Еще одна малоизвестная страница самых первых недель войны. Когда допрашивали генерала Д. Г. Павлова, командовавшего Западным военным округом (он был незаслуженно обвинен в поражениях у границы и расстрелян) — так Сталин нашел «виноватого». Он на допросе (сохранились его записи) говорил, что дивизии, укомплектованные латышами, литовцами, эстонцами разбежались при первом боевом столкновении с противником, оголяя фланги и тылы других соединений.
Главная ответственность за внезапность нападения лежит на Сталине. Он один принимал стратегические решения, все остальные из его окружения боялись ему противоречить. А если ты руководишь всем, то и отвечаешь за все. Он носил в себе мысль, что Германия не может сейчас напасть на СССР, и не верил агентурным сообщениям и другим источникам о готовящемся вероломном нападении — он считал такие сообщения провокационными. Вероломное нападение — нападение, ломающее веру, значит Сталин верил в то, что его не будет. Конечно, эту веру в нем поддерживала статистика: количество вооружений, по которому Красная Армия превосходила вермахт.
Вот как оценивал причины наших поражений в первые недели войны Маршал Советского Союза А. И. Еременко: «Опоздание с разрешением о приведении войск в боевую готовность связано с тем, что Сталин, будучи главой правительства, верил в надежность договора с Германией и не обратил должного внимания на поступавшие сигналы о подготовке фашистов к нападению на нашу страну, считая их провокационными. Сталин полагал, что Гитлер не решится напасть на СССР. Поэтому он не решился своевременно на проведение срочных и решительных оборонительных мероприятий, опасаясь, что это даст повод гитлеровцам для нападения на нашу страну. На Сталине, являющемся фактически главой государства, лежит основное бремя ответственности за наши поражения»[6]
.Боязнь попасть в немилость к вождю руководила многими военачальниками. «Сталин и его окружение, генеральный штаб, а также Главное разведывательное управление допустили крупнейший просчет (подчеркнуто — B.C.) в оценке военно-стратегической обстановки».[7]

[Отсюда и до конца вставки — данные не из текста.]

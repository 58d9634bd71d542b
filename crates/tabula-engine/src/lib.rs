//! tabula-engine - value model, path resolution and expression evaluation.

pub mod builtins;
pub mod engine;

Не сказать об этом вообще было нельзя, но здесь виноваты все, и вина вождя, главная, не выделена.Внезапность мощного удара, особенно авиационного, — до 250–300 километров вглубь (через несколько дней, когда в бой были введены основные силы вермахта) создавала все условия для овладения стратегической инициативой. Фашисты сосредотачивали в местах крупных прорывов значительное численное превосходство, обходя наши группировки с флангов, окружая их, громя тылы. Десантники в красноармейской форме захватывали важные переправы и удерживали их до подхода своих войск. Немцы обладали детальной информацией (работа агентуры) о расположении наших соединений, базировавшихся в приграничных районах. И нередко (по рассказам очевидцев) танки шли вперед по шоссе, не обращая внимания на то, что по обочинам двигаются группы красноармейцев. Задача танкистов была как можно дальше вклиниться вглубь советской территории, захватывать и парализовывать важнейшие объекты, а главное — окружать наши воинские соединения. Первые недели войны напоминали действительно тот блицкриг, который планировал Гитлер и его командование. Но чем дальше углублялись захватчики на советскую территорию, тем заметнее возрастало сопротивление частей Красной Армии.

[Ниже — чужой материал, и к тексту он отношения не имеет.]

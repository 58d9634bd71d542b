//! Cell reference parsing and formatting.
//!
//! Converts between spreadsheet-style references ("A1", "B2", "AA100") and
//! 1-based column/row coordinates, plus rectangular merge ranges ("A3:B3").
//!
//! # Examples
//!
//! ```
//! use tabula_engine::engine::CellRef;
//!
//! let cell: CellRef = "B3".parse().unwrap();
//! assert_eq!(cell.col, 2);
//! assert_eq!(cell.row, 3);
//! assert_eq!(cell.to_string(), "B3");
//! ```

use regex::Regex;
use serde::{Deserialize, Serialize};
use std::fmt;
use std::sync::OnceLock;

fn a1_re() -> &'static Regex {
    static RE: OnceLock<Regex> = OnceLock::new();
    RE.get_or_init(|| {
        Regex::new(r"^(?<letters>[A-Za-z]+)(?<numbers>[0-9]+)$").expect("A1 regex must compile")
    })
}

/// A reference to a cell by 1-based column and row.
#[derive(Clone, Copy, Debug, Hash, Eq, PartialEq, Ord, PartialOrd, Serialize, Deserialize)]
pub struct CellRef {
    pub row: usize,
    pub col: usize,
}

impl CellRef {
    pub fn new(col: usize, row: usize) -> CellRef {
        CellRef { row, col }
    }

    /// Parse a cell reference from spreadsheet notation.
    /// Returns None if the input is invalid or names row/column zero.
    pub fn parse_a1(name: &str) -> Option<CellRef> {
        let caps = a1_re().captures(name.trim())?;
        let col = Self::letters_to_col(&caps["letters"])?;
        let row = caps["numbers"].parse::<usize>().ok()?;
        if row == 0 {
            return None;
        }
        Some(CellRef::new(col, row))
    }

    /// Convert column letters to a 1-based index (A -> 1, Z -> 26, AA -> 27).
    pub fn letters_to_col(letters: &str) -> Option<usize> {
        let mut col = 0usize;
        for c in letters.to_ascii_uppercase().bytes() {
            if !c.is_ascii_uppercase() {
                return None;
            }
            let digit = (c - b'A') as usize + 1;
            col = col.checked_mul(26)?.checked_add(digit)?;
        }
        (col > 0).then_some(col)
    }

    /// Convert a 1-based column index to letters (1 -> A, 26 -> Z, 27 -> AA).
    pub fn col_to_letters(col: usize) -> String {
        let mut result = String::new();
        let mut n = col as u128;
        while n > 0 {
            n -= 1;
            result.insert(0, (b'A' + (n % 26) as u8) as char);
            n /= 26;
        }
        result
    }
}

impl std::str::FromStr for CellRef {
    type Err = String;

    fn from_str(s: &str) -> Result<Self, Self::Err> {
        Self::parse_a1(s).ok_or_else(|| format!("Invalid cell reference: {}", s))
    }
}

impl fmt::Display for CellRef {
    fn fmt(&self, f: &mut fmt::Formatter<'_>) -> fmt::Result {
        write!(f, "{}{}", CellRef::col_to_letters(self.col), self.row)
    }
}

/// A merged cell range, stored with `start` at the top-left corner.
#[derive(Clone, Copy, Debug, Hash, Eq, PartialEq, Serialize, Deserialize)]
pub struct MergeRange {
    pub start: CellRef,
    pub end: CellRef,
}

impl MergeRange {
    /// Build a range from any two corners.
    pub fn new(a: CellRef, b: CellRef) -> MergeRange {
        MergeRange {
            start: CellRef::new(a.col.min(b.col), a.row.min(b.row)),
            end: CellRef::new(a.col.max(b.col), a.row.max(b.row)),
        }
    }

    /// True when the range lies entirely on `row`.
    pub fn is_within_row(&self, row: usize) -> bool {
        self.start.row == row && self.end.row == row
    }

    pub fn contains(&self, cell: &CellRef) -> bool {
        (self.start.col..=self.end.col).contains(&cell.col)
            && (self.start.row..=self.end.row).contains(&cell.row)
    }
}

impl std::str::FromStr for MergeRange {
    type Err = String;

    fn from_str(s: &str) -> Result<Self, Self::Err> {
        let (a, b) = s
            .split_once(':')
            .ok_or_else(|| format!("Invalid merge range: {}", s))?;
        Ok(MergeRange::new(a.parse()?, b.parse()?))
    }
}

impl fmt::Display for MergeRange {
    fn fmt(&self, f: &mut fmt::Formatter<'_>) -> fmt::Result {
        write!(f, "{}:{}", self.start, self.end)
    }
}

Еще один эпизод из воспоминаний отца. Он служил рядовым в фотолаборатории одного из артиллерийских полков, находящегося практически на границе. Немцы не стали даже бомбить его, не то чтобы атаковать — зачем лезть под пушки. А снарядов у артиллеристов было очень много. Немцы просто обошли эту часть. И вот полк, не имея связи, вынужден был отходить в тыл с первого дня войны — воевать ему было не с кем. Потом над колонной стала зависать «рама» — немецкий авиаразведчик, потом прилетали бомбардировщики и постепенно выбивали орудия. Так наши артиллеристы дошли до Днепра! Наконец, попали в большой «котел» под Уманью — все переправы были уже в руках у неприятеля.
В истории войны есть два фактора, на которые, как мне кажется, историки и мемуаристы не обратили особого внимания. Эти факторы также работали против нас. Первый — чисто географический. Отступая Красная Армия вынуждена была «скатываться» с высоких берегов европейских рек, текущих по СССР. Когда же началось наше наступление на Запад, нам приходилось штурмовать высокие, обрывистые и сильно укрепленные берега своих рек: Дона, Миуса, Днепра…
Второй фактор — технический. В большом успехе фашистского наступления первого периода волны огромную роль сыграли танки. О «танкобоязни» много писали и говорили. Немецкие танки, прорывавшие нашу оборону, создавали панику в тылу, с ними трудно было бороться без артиллерии. Они словно созданы были для степных, южных районов нашей страны.